Ces deux applications sont actuellement en phase de test, mais déjà, elles impressionnent Filippo Grandi. « De jeunes réfugiés qui font un travail innovateur pour d’autres réfugiés, pour moi, c’est le paradis. C’est fantastique, c’est l’idéal, quoi », s’emballe-t-il.
Il faut dire que M. Grandi, qui oeuvre depuis une trentaine d’années auprès des réfugiés des quatre coins du monde, fait face quotidiennement, dans le cadre de son travail, à des situations « dramatiques, sans espoir, sans issue », explique-t-il. Ce qui fait en sorte que des initiatives comme celles-là sont pour lui « une révélation ». « Cet enthousiasme, cette énergie, c’était très bien ! Ça me fait du bien ! »
Ces innovations sont une illustration de l’ouverture de la société canadienne, aux yeux de Filippo Grandi. Mais le Canada pourrait faire encore mieux, soutient le haut-commissaire pour les réfugiés. C’est d’ailleurs le message qu’il compte transmettre au gouvernement fédéral, ce lundi, lors de son passage à Ottawa : « N’ayez pas peur. Assumez pleinement ce rôle de leader dans le domaine des réfugiés, parce que vous le faites bien », clame-t-il.
M. Grandi ne s’en cache pas : il aurait aimé que le Canada soit plus ambitieux dans sa nouvelle cible en matière d’accueil des réfugiés.
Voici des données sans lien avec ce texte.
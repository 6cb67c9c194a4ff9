//! In-memory catalog of tools, categories, and tutorials.
//!
//! The entire dataset is compiled into the binary and built once at startup.
//! Nothing here is ever mutated: every page read, filter, and comparison
//! operates on this fixed collection. The admin dashboard additionally shows
//! fixture submissions and subscribers, which no public form appends to.

use chrono::NaiveDate;

use ai_tools_hub_core::{CategorySlug, Email, Pricing, ToolSlug, TutorialId};

mod fixtures;

/// An AI tool listing.
#[derive(Debug, Clone)]
pub struct Tool {
    pub slug: ToolSlug,
    pub name: String,
    pub logo_url: String,
    /// Full description shown on the detail page and searched by the directory.
    pub description: String,
    /// One-line description shown on cards.
    pub short_description: String,
    pub category: CategorySlug,
    pub pricing: Pricing,
    /// Human-readable pricing breakdown, e.g. "Free tier, Pro at $20/month".
    pub price_details: Option<String>,
    pub features: Vec<String>,
    pub pros: Vec<String>,
    pub cons: Vec<String>,
    pub official_url: String,
    pub affiliate_url: Option<String>,
    pub screenshots: Vec<String>,
    /// Average rating, one decimal, 0.0 to 5.0.
    pub rating: f32,
    pub review_count: u32,
    pub created_at: NaiveDate,
    pub trending: bool,
    pub featured: bool,
}

/// A tutorial article.
#[derive(Debug, Clone)]
pub struct Tutorial {
    pub id: TutorialId,
    pub title: String,
    pub thumbnail_url: String,
    pub category: CategorySlug,
    pub excerpt: String,
    /// Markdown body, rendered to HTML on the detail page.
    pub body_markdown: String,
    pub author: String,
    pub read_time_minutes: u32,
    pub published_at: NaiveDate,
}

/// A browsing category.
///
/// `count` is the advertised tool total for the category across the whole
/// ecosystem, not the number of fixture tools in this catalog. It is display
/// copy and is never recomputed.
#[derive(Debug, Clone)]
pub struct Category {
    pub slug: CategorySlug,
    pub name: String,
    /// Icon token consumed by the stylesheet (e.g. "pen-tool").
    pub icon: String,
    pub description: String,
    pub count: u32,
    /// Color token consumed by the stylesheet (e.g. "writing").
    pub color: String,
}

/// A pending tool submission shown on the admin dashboard.
#[derive(Debug, Clone)]
pub struct Submission {
    pub id: String,
    pub company_name: String,
    pub tool_name: String,
    pub email: Email,
    pub status: String,
}

/// A newsletter subscriber shown on the admin dashboard.
#[derive(Debug, Clone)]
pub struct Subscriber {
    pub id: String,
    pub email: Email,
    pub subscribed_at: NaiveDate,
}

/// Number of trending tools shown on the home page.
const TRENDING_COUNT: usize = 4;

/// Number of featured tools shown on the home page.
const FEATURED_COUNT: usize = 3;

/// Number of tutorials shown in the latest-tutorials section.
const LATEST_TUTORIALS_COUNT: usize = 4;

/// Number of related tools shown on a tool detail page.
const RELATED_COUNT: usize = 3;

/// The read-only fixture catalog.
///
/// Built once at startup and shared behind the application state. All
/// accessors return references into the fixture collections in their
/// original order.
#[derive(Debug)]
pub struct Catalog {
    tools: Vec<Tool>,
    categories: Vec<Category>,
    tutorials: Vec<Tutorial>,
    submissions: Vec<Submission>,
    subscribers: Vec<Subscriber>,
}

impl Catalog {
    /// Build the catalog from the compiled-in fixtures.
    #[must_use]
    pub fn new() -> Self {
        let catalog = Self {
            tools: fixtures::tools(),
            categories: fixtures::categories(),
            tutorials: fixtures::tutorials(),
            submissions: fixtures::submissions(),
            subscribers: fixtures::subscribers(),
        };

        // Fixture data is compiled in, so uniqueness violations are
        // programming errors caught in debug builds.
        debug_assert!(
            has_unique_keys(catalog.tools.iter().map(|t| t.slug.as_str())),
            "tool slugs must be unique"
        );
        debug_assert!(
            has_unique_keys(catalog.categories.iter().map(|c| c.slug.as_str())),
            "category slugs must be unique"
        );
        debug_assert!(
            has_unique_keys(catalog.tutorials.iter().map(|t| t.id.as_str())),
            "tutorial ids must be unique"
        );

        catalog
    }

    /// All tools in fixture order.
    #[must_use]
    pub fn tools(&self) -> &[Tool] {
        &self.tools
    }

    /// All categories in fixture order.
    #[must_use]
    pub fn categories(&self) -> &[Category] {
        &self.categories
    }

    /// All tutorials in fixture order.
    #[must_use]
    pub fn tutorials(&self) -> &[Tutorial] {
        &self.tutorials
    }

    /// All pending submissions in fixture order.
    #[must_use]
    pub fn submissions(&self) -> &[Submission] {
        &self.submissions
    }

    /// All subscribers in fixture order.
    #[must_use]
    pub fn subscribers(&self) -> &[Subscriber] {
        &self.subscribers
    }

    /// Look up a tool by slug.
    #[must_use]
    pub fn tool(&self, slug: &str) -> Option<&Tool> {
        self.tools.iter().find(|t| t.slug.as_str() == slug)
    }

    /// Look up a category by slug.
    #[must_use]
    pub fn category(&self, slug: &str) -> Option<&Category> {
        self.categories.iter().find(|c| c.slug.as_str() == slug)
    }

    /// Look up a tutorial by id.
    #[must_use]
    pub fn tutorial(&self, id: &str) -> Option<&Tutorial> {
        self.tutorials.iter().find(|t| t.id.as_str() == id)
    }

    /// Display name for a category slug, falling back to the raw slug.
    ///
    /// Tools reference categories by slug; a dangling reference renders as
    /// the slug itself rather than breaking the page.
    #[must_use]
    pub fn category_name<'a>(&'a self, slug: &'a CategorySlug) -> &'a str {
        self.category(slug.as_str())
            .map_or_else(|| slug.as_str(), |c| c.name.as_str())
    }

    /// The first four tools flagged as trending, in fixture order.
    #[must_use]
    pub fn trending_tools(&self) -> Vec<&Tool> {
        self.tools
            .iter()
            .filter(|t| t.trending)
            .take(TRENDING_COUNT)
            .collect()
    }

    /// The first three tools flagged as featured, in fixture order.
    #[must_use]
    pub fn featured_tools(&self) -> Vec<&Tool> {
        self.tools
            .iter()
            .filter(|t| t.featured)
            .take(FEATURED_COUNT)
            .collect()
    }

    /// The first four tutorials, in fixture order.
    #[must_use]
    pub fn latest_tutorials(&self) -> Vec<&Tutorial> {
        self.tutorials.iter().take(LATEST_TUTORIALS_COUNT).collect()
    }

    /// Up to three tools sharing a category with `tool`, excluding it.
    #[must_use]
    pub fn related_tools(&self, tool: &Tool) -> Vec<&Tool> {
        self.tools
            .iter()
            .filter(|t| t.category == tool.category && t.slug != tool.slug)
            .take(RELATED_COUNT)
            .collect()
    }
}

impl Default for Catalog {
    fn default() -> Self {
        Self::new()
    }
}

/// Check that every key produced by the iterator is distinct.
fn has_unique_keys<'a>(keys: impl Iterator<Item = &'a str>) -> bool {
    let mut seen = std::collections::HashSet::new();
    keys.into_iter().all(|key| seen.insert(key))
}

#[cfg(test)]
#[allow(clippy::unwrap_used)]
mod tests {
    use super::*;

    #[test]
    fn test_fixture_counts() {
        let catalog = Catalog::new();
        assert_eq!(catalog.tools().len(), 8);
        assert_eq!(catalog.categories().len(), 8);
        assert_eq!(catalog.tutorials().len(), 4);
        assert_eq!(catalog.submissions().len(), 2);
        assert_eq!(catalog.subscribers().len(), 3);
    }

    #[test]
    fn test_slugs_are_unique() {
        let catalog = Catalog::new();
        assert!(has_unique_keys(
            catalog.tools().iter().map(|t| t.slug.as_str())
        ));
        assert!(has_unique_keys(
            catalog.categories().iter().map(|c| c.slug.as_str())
        ));
        assert!(has_unique_keys(
            catalog.tutorials().iter().map(|t| t.id.as_str())
        ));
    }

    #[test]
    fn test_tool_lookup() {
        let catalog = Catalog::new();

        let tool = catalog.tool("chatgpt").unwrap();
        assert_eq!(tool.name, "ChatGPT");
        assert_eq!(tool.category.as_str(), "chat");
        assert_eq!(tool.pricing, Pricing::Freemium);
        assert_eq!(tool.review_count, 12500);

        assert!(catalog.tool("no-such-tool").is_none());
    }

    #[test]
    fn test_category_lookup() {
        let catalog = Catalog::new();

        let category = catalog.category("writing").unwrap();
        assert_eq!(category.name, "Writing");
        assert_eq!(category.count, 45);

        assert!(catalog.category("cooking").is_none());
    }

    #[test]
    fn test_tutorial_lookup() {
        let catalog = Catalog::new();

        let tutorial = catalog.tutorial("1").unwrap();
        assert!(tutorial.title.starts_with("Getting Started with ChatGPT"));
        assert_eq!(tutorial.author, "Sarah Johnson");
        assert_eq!(tutorial.read_time_minutes, 8);

        assert!(catalog.tutorial("99").is_none());
    }

    #[test]
    fn test_category_name_falls_back_to_slug() {
        let catalog = Catalog::new();
        assert_eq!(catalog.category_name(&CategorySlug::from("chat")), "Chatbots");
        assert_eq!(
            catalog.category_name(&CategorySlug::from("dangling")),
            "dangling"
        );
    }

    #[test]
    fn test_trending_tools() {
        let catalog = Catalog::new();
        let trending: Vec<&str> = catalog
            .trending_tools()
            .iter()
            .map(|t| t.slug.as_str())
            .collect();
        assert_eq!(trending, ["chatgpt", "midjourney", "claude", "runway"]);
    }

    #[test]
    fn test_featured_tools() {
        let catalog = Catalog::new();
        let featured: Vec<&str> = catalog
            .featured_tools()
            .iter()
            .map(|t| t.slug.as_str())
            .collect();
        assert_eq!(featured, ["chatgpt", "github-copilot", "elevenlabs"]);
    }

    #[test]
    fn test_latest_tutorials() {
        let catalog = Catalog::new();
        let ids: Vec<&str> = catalog
            .latest_tutorials()
            .iter()
            .map(|t| t.id.as_str())
            .collect();
        assert_eq!(ids, ["1", "2", "3", "4"]);
    }

    #[test]
    fn test_related_tools_share_category_and_exclude_self() {
        let catalog = Catalog::new();

        let chatgpt = catalog.tool("chatgpt").unwrap();
        let related: Vec<&str> = catalog
            .related_tools(chatgpt)
            .iter()
            .map(|t| t.slug.as_str())
            .collect();
        assert_eq!(related, ["claude"]);

        // Midjourney is the only image tool, so nothing is related.
        let midjourney = catalog.tool("midjourney").unwrap();
        assert!(catalog.related_tools(midjourney).is_empty());
    }

    #[test]
    fn test_category_counts_are_static_copy() {
        let catalog = Catalog::new();

        // The writing category advertises 45 tools while the fixture set
        // contains exactly one. The displayed count must stay the fixture
        // integer.
        let writing_fixtures = catalog
            .tools()
            .iter()
            .filter(|t| t.category.as_str() == "writing")
            .count();
        assert_eq!(writing_fixtures, 1);
        assert_eq!(catalog.category("writing").unwrap().count, 45);
    }

    #[test]
    fn test_tutorials_carry_markdown_bodies() {
        let catalog = Catalog::new();
        for tutorial in catalog.tutorials() {
            assert!(!tutorial.body_markdown.trim().is_empty());
        }
    }
}
//! Tool submission route handlers.
//!
//! Listings ship with the binary, so a submission is acknowledged and logged
//! for editorial review rather than written anywhere.

use askama::Template;
use askama_web::WebTemplate;
use axum::{
    Form,
    extract::State,
    response::{IntoResponse, Response},
};
use serde::Deserialize;
use tracing::instrument;

use ai_tools_hub_core::{Email, Pricing};

use crate::catalog::Catalog;
use crate::error::add_breadcrumb;
use crate::filters;
use crate::routes::tools::CategoryOptionView;
use crate::state::AppState;

/// Tool submission form data.
///
/// Also the template's view of the submitted values, so a failed validation
/// re-renders the form with everything the visitor typed.
#[derive(Debug, Clone, Default, Deserialize)]
pub struct SubmitForm {
    #[serde(default)]
    pub company_name: String,
    #[serde(default)]
    pub tool_name: String,
    #[serde(default)]
    pub email: String,
    #[serde(default)]
    pub website: String,
    #[serde(default)]
    pub category: String,
    #[serde(default)]
    pub pricing: String,
    #[serde(default)]
    pub description: String,
}

/// Submission form page template.
#[derive(Template, WebTemplate)]
#[template(path = "submit/form.html")]
pub struct SubmitTemplate {
    pub categories: Vec<CategoryOptionView>,
    pub form: SubmitForm,
    pub error: Option<String>,
}

/// Submission acknowledgement page template.
#[derive(Template, WebTemplate)]
#[template(path = "submit/success.html")]
pub struct SubmitSuccessTemplate;

/// Display the submission form.
#[instrument(skip(state))]
pub async fn form(State(state): State<AppState>) -> impl IntoResponse {
    SubmitTemplate {
        categories: category_options(state.catalog()),
        form: SubmitForm::default(),
        error: None,
    }
}

/// Handle a submission.
///
/// Re-renders the form with an error message and the submitted values when
/// validation fails; otherwise shows the acknowledgement page.
#[instrument(skip(state, form), fields(tool = %form.tool_name))]
pub async fn submit(State(state): State<AppState>, Form(form): Form<SubmitForm>) -> Response {
    if let Err(message) = validate(&form, state.catalog()) {
        return SubmitTemplate {
            categories: category_options(state.catalog()),
            form,
            error: Some(message),
        }
        .into_response();
    }

    tracing::info!(
        company = %form.company_name.trim(),
        tool = %form.tool_name.trim(),
        category = %form.category,
        "Tool submission received"
    );
    add_breadcrumb(
        "submission",
        "Tool submitted for review",
        Some(&[("tool", form.tool_name.trim())]),
    );

    SubmitSuccessTemplate.into_response()
}

fn category_options(catalog: &Catalog) -> Vec<CategoryOptionView> {
    catalog.categories().iter().map(Into::into).collect()
}

/// Validate a submission, returning the first problem found.
fn validate(form: &SubmitForm, catalog: &Catalog) -> Result<(), String> {
    let all_filled = [
        &form.company_name,
        &form.tool_name,
        &form.email,
        &form.website,
        &form.category,
        &form.pricing,
        &form.description,
    ]
    .iter()
    .all(|field| !field.trim().is_empty());

    if !all_filled {
        return Err("Please fill in all fields.".to_string());
    }

    if Email::parse(form.email.trim()).is_err() {
        return Err("Please enter a valid email address.".to_string());
    }

    let website_ok = url::Url::parse(form.website.trim())
        .is_ok_and(|parsed| matches!(parsed.scheme(), "http" | "https"));
    if !website_ok {
        return Err("Please enter a valid website URL, starting with https://.".to_string());
    }

    if catalog.category(form.category.trim()).is_none() {
        return Err("Please select a category.".to_string());
    }

    if form.pricing.trim().parse::<Pricing>().is_err() {
        return Err("Please select a pricing model.".to_string());
    }

    Ok(())
}

#[cfg(test)]
mod tests {
    use super::*;

    fn valid_form() -> SubmitForm {
        SubmitForm {
            company_name: "Acme AI".to_string(),
            tool_name: "Acme Writer".to_string(),
            email: "hello@acme.ai".to_string(),
            website: "https://acme.ai".to_string(),
            category: "writing".to_string(),
            pricing: "freemium".to_string(),
            description: "Writes things with AI.".to_string(),
        }
    }

    #[test]
    fn test_valid_submission_passes() {
        let catalog = Catalog::new();
        assert!(validate(&valid_form(), &catalog).is_ok());
    }

    #[test]
    fn test_blank_field_rejected() {
        let catalog = Catalog::new();
        let form = SubmitForm {
            tool_name: "   ".to_string(),
            ..valid_form()
        };
        assert_eq!(
            validate(&form, &catalog),
            Err("Please fill in all fields.".to_string())
        );
    }

    #[test]
    fn test_bad_email_rejected() {
        let catalog = Catalog::new();
        let form = SubmitForm {
            email: "not-an-email".to_string(),
            ..valid_form()
        };
        assert_eq!(
            validate(&form, &catalog),
            Err("Please enter a valid email address.".to_string())
        );
    }

    #[test]
    fn test_relative_website_rejected() {
        let catalog = Catalog::new();
        let form = SubmitForm {
            website: "acme.ai/tool".to_string(),
            ..valid_form()
        };
        assert!(validate(&form, &catalog).is_err());
    }

    #[test]
    fn test_non_http_scheme_rejected() {
        let catalog = Catalog::new();
        let form = SubmitForm {
            website: "ftp://acme.ai".to_string(),
            ..valid_form()
        };
        assert!(validate(&form, &catalog).is_err());
    }

    #[test]
    fn test_unknown_category_rejected() {
        let catalog = Catalog::new();
        let form = SubmitForm {
            category: "robotics".to_string(),
            ..valid_form()
        };
        assert_eq!(
            validate(&form, &catalog),
            Err("Please select a category.".to_string())
        );
    }

    #[test]
    fn test_unknown_pricing_rejected() {
        let catalog = Catalog::new();
        let form = SubmitForm {
            pricing: "enterprise".to_string(),
            ..valid_form()
        };
        assert_eq!(
            validate(&form, &catalog),
            Err("Please select a pricing model.".to_string())
        );
    }
}
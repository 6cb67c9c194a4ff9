//! Unified error handling with Sentry integration.
//!
//! Provides a unified `AppError` type that captures errors to Sentry before
//! responding to the client. All route handlers should return `Result<T, AppError>`.

use askama::Template;
use askama_web::WebTemplate;
use axum::{
    http::StatusCode,
    response::{IntoResponse, Response},
};
use thiserror::Error;

use crate::filters;

/// Application-level error type for the site.
#[derive(Debug, Error)]
pub enum AppError {
    /// Resource not found. Carries the request path for the 404 page.
    #[error("Not found: {0}")]
    NotFound(String),

    /// Bad request from client.
    #[error("Bad request: {0}")]
    BadRequest(String),

    /// Internal server error.
    #[error("Internal error: {0}")]
    Internal(String),
}

/// Styled 404 page offering a way back into the directory.
#[derive(Template, WebTemplate)]
#[template(path = "not_found.html")]
struct NotFoundTemplate {
    path: String,
}

impl IntoResponse for AppError {
    fn into_response(self) -> Response {
        // Capture server errors to Sentry
        if matches!(self, Self::Internal(_)) {
            let event_id = sentry::capture_error(&self);
            tracing::error!(
                error = %self,
                sentry_event_id = %event_id,
                "Request error"
            );
        }

        match self {
            Self::NotFound(path) => {
                (StatusCode::NOT_FOUND, NotFoundTemplate { path }).into_response()
            }
            Self::BadRequest(message) => (StatusCode::BAD_REQUEST, message).into_response(),
            // Don't expose internal error details to clients
            Self::Internal(_) => {
                (StatusCode::INTERNAL_SERVER_ERROR, "Internal server error").into_response()
            }
        }
    }
}

/// Result type alias for `AppError`.
pub type Result<T> = std::result::Result<T, AppError>;

/// Set the Sentry user context from an email address.
///
/// Call this after an admin signs in to associate errors with the session.
pub fn set_sentry_user(email: &str) {
    sentry::configure_scope(|scope| {
        scope.set_user(Some(sentry::User {
            email: Some(email.to_string()),
            ..Default::default()
        }));
    });
}

/// Clear the Sentry user context.
///
/// Call this on sign-out to stop associating errors with the user.
pub fn clear_sentry_user() {
    sentry::configure_scope(|scope| {
        scope.set_user(None);
    });
}

/// Add a breadcrumb for user actions.
///
/// Breadcrumbs appear in Sentry error reports to show the trail of user actions
/// leading up to an error.
///
/// # Example
///
/// ```rust,ignore
/// add_breadcrumb("comparison", "Added tool to comparison", Some(&[("slug", "chatgpt")]));
/// ```
pub fn add_breadcrumb(category: &str, message: &str, data: Option<&[(&str, &str)]>) {
    let mut breadcrumb = sentry::Breadcrumb {
        category: Some(category.to_string()),
        message: Some(message.to_string()),
        level: sentry::Level::Info,
        ..Default::default()
    };

    if let Some(pairs) = data {
        for (key, value) in pairs {
            breadcrumb.data.insert(
                (*key).to_string(),
                serde_json::Value::String((*value).to_string()),
            );
        }
    }

    sentry::add_breadcrumb(breadcrumb);
}

#[cfg(test)]
mod tests {
    use super::*;

    #[test]
    fn test_app_error_display() {
        let err = AppError::NotFound("/tools/missing".to_string());
        assert_eq!(err.to_string(), "Not found: /tools/missing");

        let err = AppError::BadRequest("invalid input".to_string());
        assert_eq!(err.to_string(), "Bad request: invalid input");
    }

    #[test]
    fn test_app_error_status_codes() {
        fn get_status(err: AppError) -> StatusCode {
            let response = err.into_response();
            response.status()
        }

        assert_eq!(
            get_status(AppError::NotFound("test".to_string())),
            StatusCode::NOT_FOUND
        );
        assert_eq!(
            get_status(AppError::BadRequest("test".to_string())),
            StatusCode::BAD_REQUEST
        );
        assert_eq!(
            get_status(AppError::Internal("test".to_string())),
            StatusCode::INTERNAL_SERVER_ERROR
        );
    }

    #[test]
    fn test_internal_error_hides_details() {
        let response = AppError::Internal("database credentials leaked".to_string()).into_response();
        assert_eq!(response.status(), StatusCode::INTERNAL_SERVER_ERROR);
    }
}
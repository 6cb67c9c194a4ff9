//! Newsletter signup route handler.
//!
//! The signup form lives in the site footer and posts here from every page.

use askama::Template;
use askama_web::WebTemplate;
use axum::{
    Form,
    extract::State,
    response::{IntoResponse, Response},
};
use serde::Deserialize;
use tracing::instrument;

use ai_tools_hub_core::Email;

use crate::error::add_breadcrumb;
use crate::filters;
use crate::state::AppState;

/// Newsletter signup form data.
#[derive(Debug, Deserialize)]
pub struct NewsletterForm {
    #[serde(default)]
    pub email: String,
}

/// Confirmation page for a successful signup.
#[derive(Template, WebTemplate)]
#[template(path = "newsletter/subscribe_success.html")]
pub struct NewsletterSuccessTemplate {
    pub email: String,
}

/// Error page for a rejected signup.
#[derive(Template, WebTemplate)]
#[template(path = "newsletter/subscribe_error.html")]
pub struct NewsletterErrorTemplate {
    pub message: String,
}

/// Handle a newsletter signup.
///
/// Addresses are normalized to trimmed lowercase before validation so the
/// same mailbox spelled differently reads as one subscriber.
#[instrument(skip(_state, form))]
pub async fn subscribe(
    State(_state): State<AppState>,
    Form(form): Form<NewsletterForm>,
) -> Response {
    let normalized = form.email.trim().to_lowercase();

    match Email::parse(&normalized) {
        Ok(email) => {
            tracing::info!(email = %email, "Newsletter signup");
            add_breadcrumb(
                "newsletter",
                "Newsletter signup",
                Some(&[("email", email.as_str())]),
            );
            NewsletterSuccessTemplate {
                email: email.as_str().to_string(),
            }
            .into_response()
        }
        Err(error) => {
            tracing::debug!(%error, "Newsletter signup rejected");
            NewsletterErrorTemplate {
                message: "Please enter a valid email address.".to_string(),
            }
            .into_response()
        }
    }
}

#[cfg(test)]
mod tests {
    use super::*;

    #[test]
    fn test_normalization_accepts_mixed_case() {
        let normalized = "  Reader@Example.COM ".trim().to_lowercase();
        let email = Email::parse(&normalized).ok();
        assert_eq!(email.as_ref().map(Email::as_str), Some("reader@example.com"));
    }

    #[test]
    fn test_blank_email_rejected() {
        assert!(Email::parse("").is_err());
    }
}
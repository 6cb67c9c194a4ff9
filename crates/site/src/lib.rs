//! AI Tools Hub site library.
//!
//! This crate provides the site as a library so the router can be exercised
//! by the integration tests as well as the server binary.

#![cfg_attr(not(test), forbid(unsafe_code))]

pub mod catalog;
pub mod comparison;
pub mod config;
pub mod content;
pub mod directory;
pub mod error;
pub mod filters;
pub mod middleware;
pub mod models;
pub mod routes;
pub mod state;

use axum::Router;
use tower_http::services::ServeDir;
use tower_http::trace::TraceLayer;

use crate::state::AppState;

/// Build the complete application router.
///
/// Applies the full middleware stack from `crate::middleware`. The Sentry
/// tower layers are added in `main` so tests run without a Sentry hub.
pub fn app(state: AppState) -> Router {
    let session_layer = middleware::create_session_layer(state.config());

    Router::new()
        .merge(routes::routes())
        .layer(axum::middleware::from_fn(
            middleware::security_headers_middleware,
        ))
        .layer(session_layer)
        .layer(axum::middleware::from_fn(middleware::request_id_middleware))
        // The span declares request_id empty so the request ID middleware
        // can record it once the ID is known
        .layer(
            TraceLayer::new_for_http().make_span_with(|request: &axum::http::Request<_>| {
                tracing::info_span!(
                    "http_request",
                    method = %request.method(),
                    uri = %request.uri(),
                    request_id = tracing::field::Empty,
                )
            }),
        )
        // Static assets skip the page middleware above
        .nest_service("/static", ServeDir::new("crates/site/static"))
        .with_state(state)
}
Ottawa compte augmenter progressivement le nombre de réfugiés d’ici 2020 pour le porter d’un peu plus de 40 000 à 48 700. Ces 8700 nouveaux arrivants seront tous parrainés par des citoyens. « Dans un monde où le climat autour de la question des réfugiés est pessimiste et négatif, ça aurait été bien de donner un signal un peu plus progressiste », explique-t-il.
Il reste que le dirigeant du HCR n’hésite pas à vanter le modèle canadien lorsqu’il s’adresse à d’autres nations. « Votre société civile vous suit, j’ai eu cette impression à Montréal. Je suis sûr qu’il y a des gens qui s’opposent [à l’arrivée de réfugiés], mais en comparaison avec d’autres pays, ici, le climat reste positif. »
Électrochoc au Conseil de sécurité
La veille de son arrivée dans la métropole québécoise, M. Grandi a prononcé un discours alarmant devant le Conseil de sécurité de l’ONU, à New York. Dans cette allocution, il a reproché aux pays les plus riches leur échec à trouver des solutions à une myriade de conflits internationaux. Il a notamment évoqué la « faiblesse de la coopération internationale » et « le déclin de la capacité à prévenir, contenir et résoudre les conflits ».
En d’autres termes : « Réveillez-vous ! », a-t-il voulu leur dire. « Ils étaient réveillés [pendant mon discours], mais bon…, avance-t-il avec un petit rire. Ils ont certainement écouté, il faudra voir s’ils ont entendu. » M. Grandi est arrivé à la tête du HCR en janvier 2016 à un moment critique, alors que le nombre de personnes forcées de fuir la guerre et la persécution dans le monde a atteint un niveau record, après avoir dépassé en 2015 celui de la Seconde Guerre mondiale. Actuellement, 66 millions de personnes sont déplacées de force dans le monde.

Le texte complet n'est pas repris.